If you practice the Improvement Kata or the Coaching Kata in secret – or you did so in the past – we are interested to hear your story.

Why? We are learning about the obstacles learners and coaches face.  Where there is secret improvement, there are obstacles!

Here is link to a podcast I did with Gemba Academy on my interest in why people learn and practice the Improvement and Coaching Kata in secret – and what that means to me.

 

GA 312 | Practicing Kata in Secret with Tracy Defoe

 

 

Waiting to see what happens with Toyota Kata?

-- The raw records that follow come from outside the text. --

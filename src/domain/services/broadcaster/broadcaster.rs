//--------------------------------------------------------------------------------------------------
// STRUCTS & TRAITS
//--------------------------------------------------------------------------------------------------
// | Name                  | Description                                           | Key Methods    |
// |------------------------|-------------------------------------------------------|----------------|
// | RegistrationListener   | One-way capability invoked after a sink registers      | on_registration |
// | Broadcaster            | Per-order subscriber registry and fan-out              | register, unregister, emit |
//--------------------------------------------------------------------------------------------------

use std::collections::HashMap;
use std::sync::atomic::{AtomicU64, Ordering};
use std::sync::{Arc, OnceLock};

use parking_lot::Mutex;
use tokio::sync::mpsc;
use tracing::{debug, warn};

use crate::domain::models::OrderEvent;

/// Invoked once, after a sink is registered, so the replay producer can load
/// history for it. This is a one-way dependency: the broadcaster holds an
/// `Arc<dyn RegistrationListener>`, the listener holds an emit/unregister
/// capability into the broadcaster — never a mutable cycle between the two
/// (spec.md §9 redesign flag).
pub trait RegistrationListener: Send + Sync {
    fn on_registration(&self, order_id: String, sink_id: u64);
}

struct Sink {
    id: u64,
    sender: mpsc::Sender<OrderEvent>,
}

/// Per-order subscriber registry and fan-out, guarded by a single mutex held
/// only for O(1) map operations and sink-list snapshots (spec.md §4.4/§5).
pub struct Broadcaster {
    registry: Mutex<HashMap<String, Vec<Sink>>>,
    next_id: AtomicU64,
    listener: OnceLock<Arc<dyn RegistrationListener>>,
}

impl Broadcaster {
    pub fn new() -> Arc<Self> {
        Arc::new(Self {
            registry: Mutex::new(HashMap::new()),
            next_id: AtomicU64::new(1),
            listener: OnceLock::new(),
        })
    }

    /// Two-phase init: the registration listener (the replay producer) is
    /// wired in after construction, so neither side needs a mutable
    /// back-reference to the other at construction time.
    pub fn set_listener(&self, listener: Arc<dyn RegistrationListener>) {
        if self.listener.set(listener).is_err() {
            warn!("broadcaster registration listener was already set");
        }
    }

    /// Registers a new sink for `order_id` and returns its id (used later to
    /// `unregister` it). Appends to the order's list — preserving
    /// registration order — then invokes the registration listener.
    pub fn register(&self, order_id: impl Into<String>, sender: mpsc::Sender<OrderEvent>) -> u64 {
        let order_id = order_id.into();
        let id = self.next_id.fetch_add(1, Ordering::Relaxed);
        {
            let mut registry = self.registry.lock();
            registry.entry(order_id.clone()).or_default().push(Sink { id, sender });
        }
        if let Some(listener) = self.listener.get() {
            listener.on_registration(order_id, id);
        }
        id
    }

    /// Removes `sink_id` from `order_id`'s list if present, closing it (by
    /// dropping its sender — the owning receiver observes the channel
    /// close). A no-op if the sink is already gone or unknown, matching the
    /// idempotent-unregister contract in spec.md §4.4 (§9 redesign flag: a
    /// real removal, not the source's zero-width delete).
    pub fn unregister(&self, order_id: &str, sink_id: u64) {
        let mut registry = self.registry.lock();
        if let Some(sinks) = registry.get_mut(order_id) {
            sinks.retain(|s| s.id != sink_id);
            if sinks.is_empty() {
                registry.remove(order_id);
            }
        }
    }

    /// Delivers `event` to every sink subscribed to `event.order_id`. Holds
    /// the registry lock only long enough to snapshot the sink list; the
    /// actual sends happen after releasing it, so a slow or blocked consumer
    /// cannot cause priority inversion against unrelated orders (spec.md §9
    /// redesign flag). If `event.is_final`, closes and drops every sink for
    /// the order after delivery.
    pub async fn emit(&self, event: OrderEvent) {
        let senders: Vec<mpsc::Sender<OrderEvent>> = {
            let registry = self.registry.lock();
            registry
                .get(&event.order_id)
                .map(|sinks| sinks.iter().map(|s| s.sender.clone()).collect())
                .unwrap_or_default()
        };

        debug!(order_id = %event.order_id, event_id = %event.event_id, subscribers = senders.len(), "emitting order event");

        for sender in &senders {
            // A closed receiver means that subscriber is already gone; not
            // our problem to report (broadcast_overflow is the only send
            // failure this layer logs, and a closed channel isn't one).
            let _ = sender.send(event.clone()).await;
        }

        if event.is_final {
            let mut registry = self.registry.lock();
            registry.remove(&event.order_id);
        }
    }
}
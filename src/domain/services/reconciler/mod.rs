//--------------------------------------------------------------------------------------------------
// MODULE OVERVIEW
//--------------------------------------------------------------------------------------------------
// The lifecycle-prefix reconciliation algorithm (spec.md §4.2) and its
// companion: the delayed-finalization timer for the conditionally-terminal
// `chinazes` status.
//--------------------------------------------------------------------------------------------------

mod finalization;
mod reconciler;

pub use finalization::FinalizationTimers;
pub use reconciler::{reconcile, ReconcileError};
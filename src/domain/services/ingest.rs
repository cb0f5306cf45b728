//--------------------------------------------------------------------------------------------------
// STRUCTS & FUNCTIONS
//--------------------------------------------------------------------------------------------------
// | Name          | Description                                                      | Key Methods |
// |---------------|------------------------------------------------------------------|-------------|
// | IngestError    | Typed outcome of a webhook ingest, mapped to HTTP status at the edge | -        |
// | IngestService  | Wires storage, reconciler, broadcaster and finalization timers      | handle_event |
//--------------------------------------------------------------------------------------------------

use std::sync::Arc;
use std::time::Duration;

use thiserror::Error;
use tracing::{info, instrument, warn};

use crate::domain::models::{OrderEvent, OrderStatus};
use crate::domain::services::broadcaster::Broadcaster;
use crate::domain::services::reconciler::{reconcile, FinalizationTimers, ReconcileError};
use crate::domain::services::storage::{Storage, StorageError, StorageTransaction};

/// Outcome of a rejected or failed ingest. `Ok(())` from [`IngestService::handle_event`]
/// is the `ok` outcome from spec.md §4.3/§7; every other outcome is one of
/// these variants.
#[derive(Error, Debug)]
pub enum IngestError {
    #[error("event {event_id} already persisted")]
    Duplicate { event_id: String },

    #[error("order {order_id} already has an in-order terminal event")]
    Finalized { order_id: String },

    #[error("event does not extend the order's lifecycle: {0}")]
    InvalidSequence(#[from] ReconcileError),

    #[error("storage error: {0}")]
    Storage(#[from] StorageError),
}

/// Coordinates one webhook event through the per-order critical section:
/// idempotency and terminal-lockout checks, reconciliation, persistence, and
/// fan-out (spec.md §4.3). Holds no state of its own beyond the collaborators
/// it was constructed with — safe to share behind an `Arc` across requests.
pub struct IngestService {
    storage: Arc<dyn Storage>,
    broadcaster: Arc<Broadcaster>,
    finalization: Arc<FinalizationTimers>,
}

impl IngestService {
    pub fn new(
        storage: Arc<dyn Storage>,
        broadcaster: Arc<Broadcaster>,
        finalization_delay: Duration,
    ) -> Self {
        Self {
            storage,
            broadcaster,
            finalization: Arc::new(FinalizationTimers::new(finalization_delay)),
        }
    }

    #[instrument(skip(self, incoming), fields(order_id = %incoming.order_id, event_id = %incoming.event_id))]
    pub async fn handle_event(&self, incoming: OrderEvent) -> Result<(), IngestError> {
        let mut tx = self.storage.begin().await?;
        tx.acquire_lock(&incoming.order_id).await?;

        if tx.exists_event(&incoming.event_id).await? {
            return Err(IngestError::Duplicate {
                event_id: incoming.event_id,
            });
        }

        if tx.exists_final_in_order(&incoming.order_id).await? {
            return Err(IngestError::Finalized {
                order_id: incoming.order_id,
            });
        }

        let mut events = tx.get_events(&incoming.order_id).await?;
        events.push(incoming.clone());

        let new_in_order = reconcile(&events)?;

        tx.upsert_events(&new_in_order).await?;

        let admitted = new_in_order
            .iter()
            .any(|e| e.event_id == incoming.event_id);
        if !admitted {
            tx.upsert_events(std::slice::from_ref(&incoming)).await?;
        }

        if let Some(last) = new_in_order.last() {
            tx.upsert_order(last.order_snapshot()).await?;
        }

        // Emit happens inside the same critical section as the write (spec.md
        // §4.3 step 7), matching replay.rs: the lock isn't released until every
        // subscriber has observed this admission, so two concurrent ingests for
        // the same order can never interleave their emits out of updated_at order.
        for event in &new_in_order {
            self.broadcaster.emit(event.clone()).await;
        }

        tx.commit().await?;

        if let Some(last) = new_in_order.last() {
            if last.order_status == OrderStatus::Chinazes {
                info!(order_id = %last.order_id, "arming finalization timer");
                self.finalization.arm(
                    self.storage.clone(),
                    self.broadcaster.clone(),
                    last.order_id.clone(),
                    last.event_id.clone(),
                );
            }
        }

        Ok(())
    }
}

#[cfg(test)]
mod tests {
    use super::*;
    use crate::domain::services::storage::InMemoryStorage;
    use chrono::{TimeZone, Utc};

    fn event(order_id: &str, event_id: &str, status: OrderStatus, secs: i64) -> OrderEvent {
        let ts = Utc.timestamp_opt(1_700_000_000 + secs, 0).unwrap();
        OrderEvent {
            event_id: event_id.to_string(),
            order_id: order_id.to_string(),
            user_id: "user-1".to_string(),
            order_status: status,
            updated_at: ts,
            created_at: ts,
            in_order: false,
            is_final: false,
        }
    }

    fn service() -> IngestService {
        let storage: Arc<dyn Storage> = Arc::new(InMemoryStorage::new());
        let broadcaster = Broadcaster::new();
        IngestService::new(storage, broadcaster, Duration::from_secs(30))
    }

    #[tokio::test]
    async fn duplicate_event_id_is_rejected() {
        let svc = service();
        let e0 = event("order-1", "e0", OrderStatus::CoolOrderCreated, 0);
        svc.handle_event(e0.clone()).await.unwrap();

        let err = svc.handle_event(e0).await.unwrap_err();
        assert!(matches!(err, IngestError::Duplicate { .. }));
    }

    #[tokio::test]
    async fn terminal_lockout_rejects_further_ingest() {
        let svc = service();
        svc.handle_event(event("order-1", "e0", OrderStatus::CoolOrderCreated, 0))
            .await
            .unwrap();
        svc.handle_event(event(
            "order-1",
            "e1",
            OrderStatus::ChangedMyMind,
            1,
        ))
        .await
        .unwrap();

        let err = svc
            .handle_event(event("order-1", "e2", OrderStatus::Failed, 2))
            .await
            .unwrap_err();
        assert!(matches!(err, IngestError::Finalized { .. }));
    }

    #[tokio::test]
    async fn out_of_order_ingest_eventually_admits_every_event() {
        let svc = service();
        let e0 = event("order-1", "e0", OrderStatus::CoolOrderCreated, 0);
        let e1 = event("order-1", "e1", OrderStatus::SbuVerificationPending, 1);
        let e2 = event("order-1", "e2", OrderStatus::ConfirmedByMayor, 2);

        svc.handle_event(e2).await.unwrap(); // not yet admittable, persisted out-of-order
        svc.handle_event(e0).await.unwrap();
        svc.handle_event(e1).await.unwrap();

        let orders = svc.storage.get_orders().await.unwrap();
        assert_eq!(orders.len(), 1);
        assert_eq!(orders[0].order_status, OrderStatus::ConfirmedByMayor);
    }
}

Illuminated instructions for pedestrians at the pedestrian crossing at Oxford Circus, London

Waiting to see what happens with Toyota Kata?
Ask yourself why.

 Blog post by Tracy Defoe, TLFI The Learning Factor, student of the Kata

You may have noticed an increasing number of webinars, workshops and blog posts about Toyota KATA (TK) and wondered about it. Maybe you even bought Mike Rother’s 2010 book, Toyota KATA, read it and then went on doing what you were doing. I have talked to Canadian lean experts who say they’ve read the book multiple times and still not changed their practice a bit or even talked to people about TK. They just aren’t sure about it.  They aren’t ready.

If you are in that camp, I aim to change your mind.

Wait and see?

Dan Bergeron of Sigma Point Technologies and I talked about why so many good Canadian companies, dedicated to Lean and CI, are on the sidelines watching the first wave of TK implementers achieve results they didn’t know were possible. Six people from Sigma Point attended KataCon2 in February to share their experiences. This experience, and their results, are so positive, that we couldn’t help but wonder where all the Canadians are.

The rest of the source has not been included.